## Train classifier based on semi-supervised labels

In [14]:
import numpy as np
import pandas as pd
import re
import copy

import random
from sklearn.feature_extraction.text import CountVectorizer, TfidfVectorizer
from sklearn.linear_model import LogisticRegression
from sklearn.model_selection import cross_val_score, GridSearchCV, train_test_split
from sklearn.metrics import classification_report, recall_score
from sklearn.pipeline import Pipeline 

from nltk.tokenize import TreebankWordTokenizer
from nltk.tokenize import sent_tokenize, PunktSentenceTokenizer


In [22]:
train_df = pd.read_csv('data/classifier_input_train.csv', index_col=0)
train_df = train_df[train_df.len > 19]
val_df = pd.read_csv('data/classifier_input_val.csv', index_col=0)
val_df = val_df[val_df.len > 19]

Tokenize dollar values as dollar tokens, numerics as numeric tokens, but leave years as they are

In [9]:
year_pat = re.compile(r"([^0-9])((?:20|19)[0,1,2,9][0-9])([^0-9])")
dollar_pat = re.compile(r"[$]([0-9]{1,3},)*[0-9]{1,3}[.]?[0-9]{,4}")
num_pat = re.compile(
r"(y(?:20|19)[0,1,2,9][0-9])|(?:(?P<bound1>[\s,.])(?:(?:[0-9]{1,3}[,])*(?:[0-9]{1,3}))(?:[.][0-9]{1,4})?[%]?(?P<bound2>[\s,.]))")
year_fix_pat = re.compile(r"y((?:20|19)[0,1,2,9][0-9])num_tok")
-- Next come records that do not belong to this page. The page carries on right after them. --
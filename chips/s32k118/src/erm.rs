// Licensed under the Apache License, Version 2.0 or the MIT License.
// SPDX-License-Identifier: Apache-2.0 OR MIT
// Copyright Tock Contributors 2022.

//! Error Reporting Module (ERM).

use tock_registers::registers::{ReadOnly, ReadWrite};
use tock_registers::{register_bitfields, register_structs};

use crate::interrupts;
use crate::static_ref::StaticRef;

pub const ERM_INSTANCE_COUNT: usize = 1;
pub const ERM_EARN_COUNT: usize = 2;

register_structs! {
    pub ErmRegisters {
        /// ERM Configuration Register 0
        (0x000 => pub cr0: ReadWrite<u32, CR0::Register>),
        (0x004 => _reserved0),
        /// ERM Status Register 0, write 1 to clear
        (0x010 => pub sr0: ReadWrite<u32, SR0::Register>),
        (0x014 => _reserved1),
        /// ERM Memory n Error Address Registers
        (0x100 => pub earn: [ErrorAddress; ERM_EARN_COUNT]),
        (0x120 => @END),
    },

    pub ErrorAddress {
        (0x00 => pub ear: ReadOnly<u32>),
        (0x04 => _reserved0),
        (0x10 => @END),
    }
}

register_bitfields![u32,
    pub CR0 [
        /// Memory 1 non-correctable error interrupt enable
        ENCIE1 OFFSET(26) NUMBITS(1) [],
        /// Memory 1 single correction interrupt enable
        ESCIE1 OFFSET(27) NUMBITS(1) [],
        ENCIE0 OFFSET(30) NUMBITS(1) [],
        ESCIE0 OFFSET(31) NUMBITS(1) []
    ],
    pub SR0 [
        /// Memory 1 non-correctable error event
        NCE1 OFFSET(26) NUMBITS(1) [],
        /// Memory 1 single-bit correction event
        SBC1 OFFSET(27) NUMBITS(1) [],
        NCE0 OFFSET(30) NUMBITS(1) [],
        SBC0 OFFSET(31) NUMBITS(1) []
    ]
];

pub const ERM_BASE_ADDR: usize = 0x4001_8000;

pub const ERM_BASE: StaticRef<ErmRegisters> =
    unsafe { StaticRef::new(ERM_BASE_ADDR as *const ErmRegisters) };

pub const ERM_BASE_ADDRS: [usize; ERM_INSTANCE_COUNT] = [ERM_BASE_ADDR];
pub const ERM_BASE_PTRS: [StaticRef<ErmRegisters>; ERM_INSTANCE_COUNT] = [ERM_BASE];
pub const ERM_IRQS: [u32; ERM_INSTANCE_COUNT] = [interrupts::ERM_FAULT];

#[cfg(test)]
mod tests {
    use super::*;
    use crate::field_check::{assert_field, assert_fields_fit};

    #[test]
    fn address_registers() {
        assert_eq!(core::mem::offset_of!(ErmRegisters, sr0), 0x10);
        assert_eq!(core::mem::offset_of!(ErmRegisters, earn), 0x100);
        assert_eq!(core::mem::size_of::<ErrorAddress>(), 0x10);
        assert_field!(SR0::SBC0, 31, 1);
        assert_field!(CR0::ENCIE1, 26, 1);
    }

    #[test]
    fn every_field_fits_its_register() {
        assert_fields_fit!(
            CR0 [ENCIE1, ESCIE1, ENCIE0, ESCIE0],
            SR0 [NCE1, SBC1, NCE0, SBC0],
        );
    }
}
def replace_numeric_toks(s):
    s1 = re.sub(year_pat, r'\1y\2\3', s )
    s2 = re.sub(dollar_pat, r'dollar_tok', s1)
    s3 = re.sub(num_pat, r'\1\g<bound1>num_tok\g<bound2>', s2)
    s4 = re.sub(year_fix_pat, r'\1', s3)
    return s4

In [10]:
def get_x_text(df, text_col = 'para_text', text_prep_func = replace_numeric_toks):
    """Return column of text ready for vectorization"""
    x_text = df[text_col].apply(text_prep_func)
    return x_text

def get_x_y(df, x_cols = ['para_text'], y_col = 'label'):
    """Split df into X,y, performing transformations as needed"""
    X_text = get_x_text(df)
    y = df[y_col]
    X =X_text 
    return X,y

In [None]:
X_train, y_train = get_x_y(train_df)

In [34]:
X_val, y_val = get_x_y(val_df)

Function to cross-validate models

In [15]:
def cv_acc(model, X, y, cv=5, scoring='accuracy'):
    cv_dict = {}
    cvs = cross_val_score(model, X, y, cv=cv, scoring=scoring)
    cv_dict['cv_mean'] = np.mean(cvs)
    cv_dict['cvs'] = cvs
    return cv_dict

In [16]:
model_params_dict = {}
model_cvs = {}

In [17]:
count_vec = CountVectorizer(ngram_range=(1,6), max_df=0.6, min_df=.025, max_features=5000)
bin_vec = CountVectorizer(ngram_range=(1,6), max_df=0.2, min_df=.01, binary=True, max_features=5000)
tfidf_vec = TfidfVectorizer(ngram_range=(1,6), max_df=0.62, min_df=.025, max_features=5000)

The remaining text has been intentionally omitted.